2. Run strace -Tttyvs 1024 ./myexpect.sh and myexpect.sh exited because of some error.
```
15:16:16.575781 openat(AT_FDCWD, "/dev/null", O_RDONLY) = 0</dev/null> <0.000023>
15:16:16.575862 fcntl(0</dev/null>, F_SETFD, FD_CLOEXEC) = 0 <0.000021>
15:16:16.575984 close(4</dev/null>)     = 0 <0.000026>
15:16:16.576064 close(3</dev/null>)     = 0 <0.000025>
15:16:16.576145 close(2</dev/null>)     = 0 <0.000026>
15:16:16.576229 close(0</dev/null>)     = 0 <0.000025>
15:16:16.576310 write(6<pipe:[427008753]>, "q", 1) = 1 <0.000380>
15:16:16.576776 close(-1)               = -1 EBADF (错误的文件描述符) <0.000026>
15:16:16.576927 exit_group(0)           = ?
15:16:16.577487 +++ exited with 0 +++
```
3. While myexpect.sh was running, strace its grandchild process,ssh. The ssh process still called poll() and then sleep even if the SIGTERM signal is received.
```
15:16:16.573303 nanosleep({tv_sec=5, tv_nsec=0}, {tv_sec=4, tv_nsec=998917430}) = ? ERESTART_RESTARTBLOCK (Interrupted by signal) <0.001154>
15:16:16.574512 --- SIGTERM {si_signo=SIGTERM, si_code=SI_USER, si_pid=1678659, si_uid=0} ---
15:16:16.574541 rt_sigreturn({mask=[]}) = -1 EINTR (Interrupted system call) <0.000021>
15:16:16.574726 ppoll([{fd=3<socket:[427009847]>, events=POLLIN}, {fd=3<socket:[427009847]>, events=0}, {fd=4<socket:[427011086]>, events=POLLIN}], 3, NULL, NULL, 0
```

4. When myexpect script exited, its child sftp and the child of sftp, ssh, are still exists.
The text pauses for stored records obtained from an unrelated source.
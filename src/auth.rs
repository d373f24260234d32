use std::{
    collections::{BTreeMap, HashMap},
    fmt,
    sync::{Arc, Mutex, RwLock},
    time::Duration,
};

use async_trait::async_trait;
use reqwest::header::{self, HeaderMap};

use crate::{
    interceptor::{ErrorOutcome, RequestInterceptor, ResponseInterceptor},
    util::lock_unpoisoned,
    ApiError, ClientConfig, RequestDescriptor, Result,
};

/// Storage key of the bearer token.
pub const AUTH_TOKEN_KEY: &str = "auth_token";

/// Key-value credential storage consulted on every request.
pub trait CredentialStore: Send + Sync {
    fn get(&self, key: &str) -> Option<String>;
    fn set(&self, key: &str, value: String);
    fn remove(&self, key: &str);
}

/// Process-local credential store.
#[derive(Default)]
pub struct MemoryCredentialStore {
    values: Mutex<HashMap<String, String>>,
}

impl MemoryCredentialStore {
    pub fn new() -> Self {
        Self::default()
    }
}

impl fmt::Debug for MemoryCredentialStore {
    fn fmt(&self, f: &mut fmt::Formatter<'_>) -> fmt::Result {
        let keys: Vec<String> = lock_unpoisoned(&self.values).keys().cloned().collect();
        f.debug_struct("MemoryCredentialStore")
            .field("keys", &keys)
            .finish()
    }
}

impl CredentialStore for MemoryCredentialStore {
    fn get(&self, key: &str) -> Option<String> {
        lock_unpoisoned(&self.values).get(key).cloned()
    }

    fn set(&self, key: &str, value: String) {
        lock_unpoisoned(&self.values).insert(key.to_owned(), value);
    }

    fn remove(&self, key: &str) {
        lock_unpoisoned(&self.values).remove(key);
    }
}

/// Default request interceptor: adds the client's default headers and the
/// stored bearer token, without overriding headers the caller set.
pub(crate) struct AuthInjector {
    pub(crate) store: Arc<dyn CredentialStore>,
    pub(crate) config: Arc<RwLock<ClientConfig>>,
}

#[async_trait]
impl RequestInterceptor for AuthInjector {
    async fn intercept(&self, mut request: RequestDescriptor) -> Result<RequestDescriptor> {
        let defaults: BTreeMap<String, String> = match self.config.read() {
            Ok(config) => config.default_headers.clone(),
            Err(poisoned) => poisoned.into_inner().default_headers.clone(),
        };
        for (name, value) in defaults {
            if request.header_value(&name).is_none() {
                request = request.header(name, value);
            }
        }

        if request.header_value(header::AUTHORIZATION.as_str()).is_none() {
            if let Some(token) = self.store.get(AUTH_TOKEN_KEY) {
                request = request.header(
                    header::AUTHORIZATION.as_str(),
                    normalize_bearer_authorization(&token),
                );
            }
        }

        Ok(request)
    }
}

/// Default response interceptor: drops the stored token when the server
/// answers 401 and turns 429 into [`ApiError::ServerRateLimited`].
pub(crate) struct SessionGuard {
    pub(crate) store: Arc<dyn CredentialStore>,
}

#[async_trait]
impl ResponseInterceptor for SessionGuard {
    async fn on_error(&self, error: ApiError) -> ErrorOutcome {
        match &error {
            ApiError::Http { status: 401, .. } => {
                #[cfg(feature = "tracing")]
                tracing::warn!("received 401 Unauthorized; clearing stored credentials");

                self.store.remove(AUTH_TOKEN_KEY);
                ErrorOutcome::Propagate(error)
            }
            ApiError::Http {
                status: 429,
                headers,
                ..
            } => ErrorOutcome::Propagate(ApiError::ServerRateLimited {
                retry_after: retry_after(headers),
            }),
            _ => ErrorOutcome::Propagate(error),
        }
    }
}

fn retry_after(headers: &HeaderMap) -> Option<Duration> {
    headers
        .get(header::RETRY_AFTER)?
        .to_str()
        .ok()?
        .trim()
        .parse::<u64>()
        .ok()
        .map(Duration::from_secs)
}

pub(crate) fn normalize_bearer_authorization(token: &str) -> String {
    let trimmed = token.trim();
    let prefix = trimmed.get(..7);
    if prefix.is_some_and(|value| value.eq_ignore_ascii_case("bearer ")) {
        trimmed.to_owned()
    } else {
        format!("Bearer {trimmed}")
    }
}

#[cfg(test)]
mod tests {
    use std::{
        sync::{Arc, RwLock},
        time::Duration,
    };

    use reqwest::{
        header::{HeaderMap, HeaderValue, RETRY_AFTER},
        Method,
    };

    use super::{
        normalize_bearer_authorization, AuthInjector, CredentialStore, MemoryCredentialStore,
        SessionGuard, AUTH_TOKEN_KEY,
    };
    use crate::{
        interceptor::{ErrorOutcome, RequestInterceptor, ResponseInterceptor},
        ApiError, ClientConfig, Payload, RequestDescriptor,
    };

    fn http_error(status: u16, headers: HeaderMap) -> ApiError {
        ApiError::Http {
            status,
            status_text: String::new(),
            body: Payload::Empty,
            headers,
        }
    }

    #[test]
    fn normalize_bearer_adds_prefix_when_missing() {
        assert_eq!(
            normalize_bearer_authorization("abc123"),
            "Bearer abc123".to_owned()
        );
    }

    #[test]
    fn normalize_bearer_keeps_existing_prefix() {
        assert_eq!(
            normalize_bearer_authorization("bEaReR abc123"),
            "bEaReR abc123".to_owned()
        );
    }

    #[tokio::test]
    async fn injects_token_and_default_headers() {
        let store = Arc::new(MemoryCredentialStore::new());
        store.set(AUTH_TOKEN_KEY, "secret".to_owned());
        let injector = AuthInjector {
            store,
            config: Arc::new(RwLock::new(ClientConfig::default())),
        };

        let request = injector
            .intercept(RequestDescriptor::new(Method::GET, "/goals").header("accept", "text/csv"))
            .await
            .expect("must pass");

        assert_eq!(request.header_value("authorization"), Some("Bearer secret"));
        assert_eq!(request.header_value("content-type"), Some("application/json"));
        assert_eq!(request.header_value("accept"), Some("text/csv"));
    }

    #[tokio::test]
    async fn without_token_no_authorization_header() {
        let injector = AuthInjector {
            store: Arc::new(MemoryCredentialStore::new()),
            config: Arc::new(RwLock::new(ClientConfig::default())),
        };

        let request = injector
            .intercept(RequestDescriptor::new(Method::GET, "/goals"))
            .await
            .expect("must pass");
        assert!(request.header_value("authorization").is_none());
    }

    #[tokio::test]
    async fn unauthorized_clears_stored_token() {
        let store = Arc::new(MemoryCredentialStore::new());
        store.set(AUTH_TOKEN_KEY, "expired".to_owned());
        let guard = SessionGuard {
            store: store.clone(),
        };

        let outcome = guard.on_error(http_error(401, HeaderMap::new())).await;

        assert!(matches!(
            outcome,
            ErrorOutcome::Propagate(ApiError::Http { status: 401, .. })
        ));
        assert!(store.get(AUTH_TOKEN_KEY).is_none());
    }

    #[tokio::test]
    async fn too_many_requests_becomes_rate_limit_error() {
        let guard = SessionGuard {
            store: Arc::new(MemoryCredentialStore::new()),
        };
        let mut headers = HeaderMap::new();
        headers.insert(RETRY_AFTER, HeaderValue::from_static("7"));

        match guard.on_error(http_error(429, headers)).await {
            ErrorOutcome::Propagate(ApiError::ServerRateLimited { retry_after }) => {
                assert_eq!(retry_after, Some(Duration::from_secs(7)));
            }
            other => panic!("expected server rate limit, got {other:?}"),
        }
    }
}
They would never exit unless being killed by hand because its parent has exited.
```
# ps -ef|grep myexpect
root     1680657 1462737  0 15:17 pts/3    00:00:00 grep --color=auto myexpect
[root@localhost ~]# ps -ef|grep sftp
root     1678659       1  0 15:14 ?        00:00:00 /home/communities/openssh-portable/sftp rms@10.137.16.214
root     1678663 1678659  0 15:14 ?        00:00:00 /usr/local/bin/ssh -oForwardX11 no -oPermitLocalCommand no -oClearAllForwardings yes -oForwardAgent no -l rms -s -- 10.137.16.214 sft  p
root     1680721 1462737  0 15:17 pts/3    00:00:00 grep --color=auto sftp
```
The attachment is myexpect.sh.
Sorry to interrupt again.
Comment 5 Damien Miller 2023-02-14 15:53:24 AEDT
That sort of race condition is exactly what ppoll() is designed to avoid. 

We can test quit_pending with signals blocked and have ppoll(3) atomically unblock them, so it would instantly be interrupted if a SIGTERM came in before ppoll() started. Have a look at how serverloop.c does it.